En espacios terapéuticos estas temáticas son bastante sensibles y complejas. La experiencia clínica da cuenta de pacientes mujeres a las que le son obturadas sus palabras, malestares y sintomatologías debido a una instrumentalización de lo diagnóstico. Atribuyendo solamente a estructuras o rasgos de personalidad su mundo conductual, cognitivo y afectivo. A su vez, se centran en, extinguir un síntoma físico para silenciar un relato sobre agresión sexual que origina el dolor que expresan al momento de consultar, así como también, terapias “express” que intentan y/o prometen “solucionar” un dolor tan complejo sin contextualizar y sin ofrecer una posición clara ante un orden social, suprimiendo la complejidad de la situación. Otro lado de la experiencia clínica, da cuenta de terapias de corte “familiar” malentendido donde en ocasiones, se privilegia la vinculación o derechamente el “perdón” hacia los agresores. Siendo así les terapeutas, funcionarios ad hoc de la moral que anteponen ideales religiosos ante agresiones mayúsculas, volviendo a silenciar, y, por ende, traumatizar a personas que han buscado ayuda, en muchos casos, con varios intentos a su haber.

Un espacio terapéutico debe garantizar la acogida a eso “enloquecedor” que no se puede decir, para que pueda ser dicho, dar lugar al carácter “horroroso” del incesto y desde ahí sostener y acompañar.
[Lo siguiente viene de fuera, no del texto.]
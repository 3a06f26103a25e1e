use crate::ids::UserId;

/// A user record as served by `GET /api/users`.
#[derive(Debug, Clone, PartialEq, Eq)]
#[cfg_attr(feature = "serde", derive(serde::Serialize, serde::Deserialize))]
pub struct User {
    pub id: UserId,
    pub email: String,
    pub first_name: String,
    pub last_name: String,
    /// Absolute URL of the profile image.
    pub avatar: String,
}

impl User {
    pub fn full_name(&self) -> String {
        format!("{} {}", self.first_name, self.last_name)
            .trim()
            .to_string()
    }

    pub fn mailto(&self) -> String {
        format!("mailto:{}", self.email)
    }
}
//! Core data model definitions shared across Roster crates.
//!
//! Field names mirror the remote demo API (`first_name`, `per_page`, ...) so the
//! types deserialize straight from its JSON bodies.
#![allow(missing_docs)]

pub mod auth;
pub mod error;
pub mod ids;
pub mod page;
pub mod prelude;
pub mod requests;
pub mod user;

// Intentionally curated re-exports for downstream consumers.
pub use auth::{AuthToken, LoginRequest, LoginResponse};
pub use error::{ApiErrorBody, ModelError, Result as ModelResult};
pub use ids::UserId;
pub use page::{PageViolation, UserPage};
pub use requests::{
    RegisterRequest, RegisterResponse, UpdateUserRequest, UpdateUserResponse,
};
pub use user::User;
//! # Accessory-Only Pricing
//!
//! Prices a standalone accessory bundle: unit price × quantity, scaled by the
//! accessory factor and the (text-entered) secondary factor, floored.
//!
//! ## Example
//!
//! ```rust
//! use pricing_core::calculations::accessory;
//! use pricing_core::request::AccessoryOnlyConfiguration;
//!
//! let config = AccessoryOnlyConfiguration {
//!     accessory_factor: 1.1,
//!     glass_price: 200.0,
//!     secondary_factor: "abc".to_string(),
//!     quantity: 3.0,
//! };
//!
//! assert_eq!(accessory::final_price(&config), 660.0);
//! ```

use tracing::debug;

use crate::request::AccessoryOnlyConfiguration;
use crate::result::{CalculationResult, PriceBreakdown};
use crate::rounding::floor_price;

/// Final price of an accessory bundle, without a breakdown.
pub fn final_price(config: &AccessoryOnlyConfiguration) -> f64 {
    calculate(config).final_solution_price
}

/// Price an accessory bundle and wrap it in the common breakdown shape.
pub fn calculate(config: &AccessoryOnlyConfiguration) -> CalculationResult {
    let base = config.glass_price * config.quantity;
    let sec_factor = config.secondary_factor_value();
    let final_solution_price = floor_price(base * config.accessory_factor * sec_factor);
    debug!(
        base,
        accessory_factor = config.accessory_factor,
        secondary_factor = %config.secondary_factor,
        sec_factor,
        final_solution_price,
        "accessory total"
    );

    CalculationResult {
        final_solution_price,
        total_square_feet: None,
        breakdown: PriceBreakdown {
            glass_variant_price1: config.glass_price,
            total_before_factor: base,
            factor: config.accessory_factor,
            sec_factor,
            quantity: Some(config.quantity),
            ..Default::default()
        },
    }
}

/// Async form of [`final_price`].
///
/// Reserved for a remote price lookup; today it completes on the first poll
/// without suspending.
pub async fn final_price_async(config: &AccessoryOnlyConfiguration) -> f64 {
    final_price(config)
}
De lo contrario, se estará reproduciendo en el box de atención, una nueva desmentida que únicamente nutrirá lo traumático.
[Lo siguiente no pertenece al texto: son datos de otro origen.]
//! # Waltz (Standard) Pricing
//!
//! Prices door / fixed-partition assemblies. Hardware is counted from the
//! orientation pattern, profile is charged over at least the minimum area,
//! and glass, outer glass and design rates are charged over the calculated
//! area. The subtotal is scaled by `factor` then `secFactor` and floored.
//!
//! ## Example
//!
//! ```rust
//! use pricing_core::calculations::standard;
//! use pricing_core::request::Configuration;
//! use pricing_core::settings::PricingSettings;
//!
//! let config = Configuration {
//!     orientation: "DFD".to_string(),
//!     door_cost: 1000.0,
//!     fixed_partition_cost: 500.0,
//!     ..Default::default()
//! };
//!
//! let result = standard::calculate(&config, &PricingSettings::default());
//! assert_eq!(result.breakdown.hardware_price, 2500.0);
//! assert_eq!(result.final_solution_price, 2500.0);
//! ```

use tracing::debug;

use crate::request::Configuration;
use crate::result::{CalculationResult, PriceBreakdown};
use crate::rounding::floor_price;
use crate::settings::PricingSettings;

/// Price a Waltz configuration.
///
/// The location-descope override is handled by the dispatcher, not here.
pub fn calculate(config: &Configuration, settings: &PricingSettings) -> CalculationResult {
    let door_count = config.door_count();
    let partition_count = config.partition_count();
    let doors = door_count as f64;

    let hardware_price = doors * config.door_cost + partition_count as f64 * config.fixed_partition_cost;
    debug!(door_count, partition_count, hardware_price, "hardware");

    let calculated = config.area(settings.sqft_per_sqmm);
    let min_area = config.min_area();
    let chargeable = min_area.max(calculated);
    debug!(
        calculated_square_feet = calculated.0,
        min_square_feet = min_area.0,
        chargeable_square_feet = chargeable.0,
        "area"
    );

    let profile_price = config.profile_cost * chargeable.0;

    // One lock per assembly; the other door hardware is per door.
    let lock_price = config.lock_price;
    let handle_price = config.handle_price * doors;
    let door_closer_price = config.door_closer_cost * doors;
    let door_seal_price = config.door_seal_cost * doors;
    debug!(profile_price, lock_price, handle_price, door_closer_price, door_seal_price, "fittings");

    let coverage_one = config.coverage_one();
    let glass_variant_price1 = coverage_one.price(config.glass_variant_price1, calculated);
    let matte_price1 = coverage_one.price(config.matte_price1, calculated);

    let coverage_two = config.coverage_two();
    let glass_variant_price2 = coverage_two.price(config.glass_variant_price2, calculated);
    let matte_price2 = coverage_two.price(config.matte_price2, calculated);
    debug!(glass_variant_price1, matte_price1, glass_variant_price2, matte_price2, "glass variants");

    let outer_glass_variant_price = config.outer_variant_price * calculated.0;
    let outer_glass_matte_price = config.outer_glass_matte_price * calculated.0;
    let design_price = config.design_pattern_cost * calculated.0;
    let accessories_price = config.accessories_price();
    debug!(outer_glass_variant_price, outer_glass_matte_price, design_price, accessories_price, "surcharges");

    // Summation order is fixed so identical inputs reproduce identical totals.
    let total_before_factor = profile_price
        + hardware_price
        + glass_variant_price1
        + matte_price1
        + glass_variant_price2
        + matte_price2
        + outer_glass_variant_price
        + outer_glass_matte_price
        + design_price
        + handle_price
        + lock_price
        + door_closer_price
        + door_seal_price
        + accessories_price;

    let final_solution_price = floor_price(total_before_factor * config.factor * config.sec_factor);
    debug!(total_before_factor, factor = config.factor, sec_factor = config.sec_factor, final_solution_price, "waltz total");

    CalculationResult {
        final_solution_price,
        total_square_feet: None,
        breakdown: PriceBreakdown {
            door_count,
            partition_count,
            hardware_price,
            profile_price,
            lock_price,
            handle_price,
            door_closer_price,
            door_seal_price,
            glass_variant_price1,
            glass_variant_price2,
            matte_price1,
            matte_price2,
            outer_glass_variant_price,
            outer_glass_matte_price,
            design_price,
            accessories_price,
            total_before_factor,
            factor: config.factor,
            sec_factor: config.sec_factor,
            calculated_square_feet: calculated.0,
            min_square_feet: min_area.0,
            chargeable_square_feet: chargeable.0,
            glass_finish_price1: None,
            total_glass_price: None,
            glass_factor: None,
            quantity: None,
        },
    }
}

#[cfg(test)]
mod tests {
    use super::*;
    use crate::request::{Accessory, ChargeBy};

    fn waltz() -> Configuration {
        Configuration {
            orientation: "DFD".to_string(),
            door_cost: 1000.0,
            fixed_partition_cost: 500.0,
            charge_by: ChargeBy::SquareFeet,
            square_feet: 40.0,
            min_profile_sq_feet_cost: 50.0,
            profile_cost: 10.0,
            lock_price: 300.0,
            handle_price: 100.0,
            door_closer_cost: 200.0,
            door_seal_cost: 50.0,
            ..Default::default()
        }
    }

    fn price(config: &Configuration) -> CalculationResult {
        calculate(config, &PricingSettings::default())
    }

    #[test]
    fn test_hardware_from_orientation() {
        let result = price(&waltz());
        assert_eq!(result.breakdown.door_count, 2);
        assert_eq!(result.breakdown.partition_count, 1);
        assert_eq!(result.breakdown.hardware_price, 2500.0);
    }

    #[test]
    fn test_unknown_orientation_characters_ignored() {
        let mut config = waltz();
        config.orientation = "D-x-F d".to_string();
        let result = price(&config);
        assert_eq!(result.breakdown.hardware_price, 1500.0);
    }

    #[test]
    fn test_profile_uses_minimum_area() {
        let result = price(&waltz());
        // 40 sqft entered, 50 sqft minimum
        assert_eq!(result.breakdown.calculated_square_feet, 40.0);
        assert_eq!(result.breakdown.min_square_feet, 50.0);
        assert_eq!(result.breakdown.chargeable_square_feet, 50.0);
        assert_eq!(result.breakdown.profile_price, 500.0);
    }

    #[test]
    fn test_dimension_area() {
        let config = Configuration {
            charge_by: ChargeBy::Dimension,
            width: 1000.0,
            height: 1000.0,
            square_feet: 999.0,
            ..Default::default()
        };
        let result = price(&config);
        assert!((result.breakdown.calculated_square_feet - 10.76391042).abs() < 1e-9);
    }

    #[test]
    fn test_lock_is_flat_other_fittings_per_door() {
        let result = price(&waltz());
        assert_eq!(result.breakdown.lock_price, 300.0);
        assert_eq!(result.breakdown.handle_price, 200.0);
        assert_eq!(result.breakdown.door_closer_price, 400.0);
        assert_eq!(result.breakdown.door_seal_price, 100.0);
    }

    #[test]
    fn test_glass_variant_percent_and_flat() {
        let mut config = waltz();
        config.glass_variant_price1 = 20.0;
        config.matte_price1 = 4.0;
        config.gl_one_percent = 50.0;
        config.glass_variant_price2 = 30.0;
        config.matte_price2 = 5.0;
        config.gl_two_percent = 0.0;

        let result = price(&config);
        // Variant 1 covers half of the 40 sqft calculated area
        assert_eq!(result.breakdown.glass_variant_price1, 400.0);
        assert_eq!(result.breakdown.matte_price1, 80.0);
        // Variant 2 percent of 0 prices the full area
        assert_eq!(result.breakdown.glass_variant_price2, 1200.0);
        assert_eq!(result.breakdown.matte_price2, 200.0);
    }

    #[test]
    fn test_area_rates_use_calculated_not_chargeable_area() {
        let mut config = waltz();
        config.outer_variant_price = 10.0;
        config.outer_glass_matte_price = 2.0;
        config.design_pattern_cost = 1.5;

        let result = price(&config);
        assert_eq!(result.breakdown.outer_glass_variant_price, 400.0);
        assert_eq!(result.breakdown.outer_glass_matte_price, 80.0);
        assert_eq!(result.breakdown.design_price, 60.0);
    }

    #[test]
    fn test_accessories_sum() {
        let mut config = waltz();
        config.accessories = vec![
            Accessory { acc_variant_price: 150.0, quantity: 2.0 },
            Accessory { acc_variant_price: 75.0, quantity: 1.0 },
        ];
        let result = price(&config);
        assert_eq!(result.breakdown.accessories_price, 375.0);
    }

    #[test]
    fn test_total_and_factors() {
        let mut config = waltz();
        config.factor = 1.5;
        config.sec_factor = 2.0;

        let result = price(&config);
        // profile 500 + hardware 2500 + lock 300 + handle 200 + closer 400 + seal 100
        assert_eq!(result.breakdown.total_before_factor, 4000.0);
        assert_eq!(result.final_solution_price, 12000.0);
        assert_eq!(result.breakdown.factor, 1.5);
        assert_eq!(result.breakdown.sec_factor, 2.0);
        assert!(result.total_square_feet.is_none());
    }

    #[test]
    fn test_final_price_is_floored() {
        let config = Configuration {
            lock_price: 1234.99,
            ..Default::default()
        };
        let result = price(&config);
        assert_eq!(result.breakdown.total_before_factor, 1234.99);
        assert_eq!(result.final_solution_price, 1234.0);
    }

    #[test]
    fn test_zero_factor_is_applied_as_is() {
        let mut config = waltz();
        config.factor = 0.0;
        assert_eq!(price(&config).final_solution_price, 0.0);
    }

    #[test]
    fn test_negative_inputs_flow_through() {
        let config = Configuration {
            orientation: "D".to_string(),
            door_cost: -100.0,
            ..Default::default()
        };
        let result = price(&config);
        assert_eq!(result.breakdown.hardware_price, -100.0);
        assert_eq!(result.final_solution_price, -100.0);
    }

    #[test]
    fn test_empty_configuration_prices_zero() {
        let result = price(&Configuration::default());
        assert_eq!(result.final_solution_price, 0.0);
        assert_eq!(result.breakdown.accessories_price, 0.0);
    }
}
Es necesario generar espacios seguros para la intervención con premisas claras sobre la temática del abuso como una forma de lo patriarcal, asegurar orientación a lugares que exceden las cuatro paredes del box, direccionar muchas veces a concebir el derecho a cortar vínculos familiares dañiños y legitimar el no perdón para quien resulta eso sanador, caminando así a la emancipación no solo real sino subjetiva, perdiendo la lealtad a entender la relación terapéutica fuera de un contexto político y social que oprime, explota, pero sobre todo silencia todas las formas de abuso.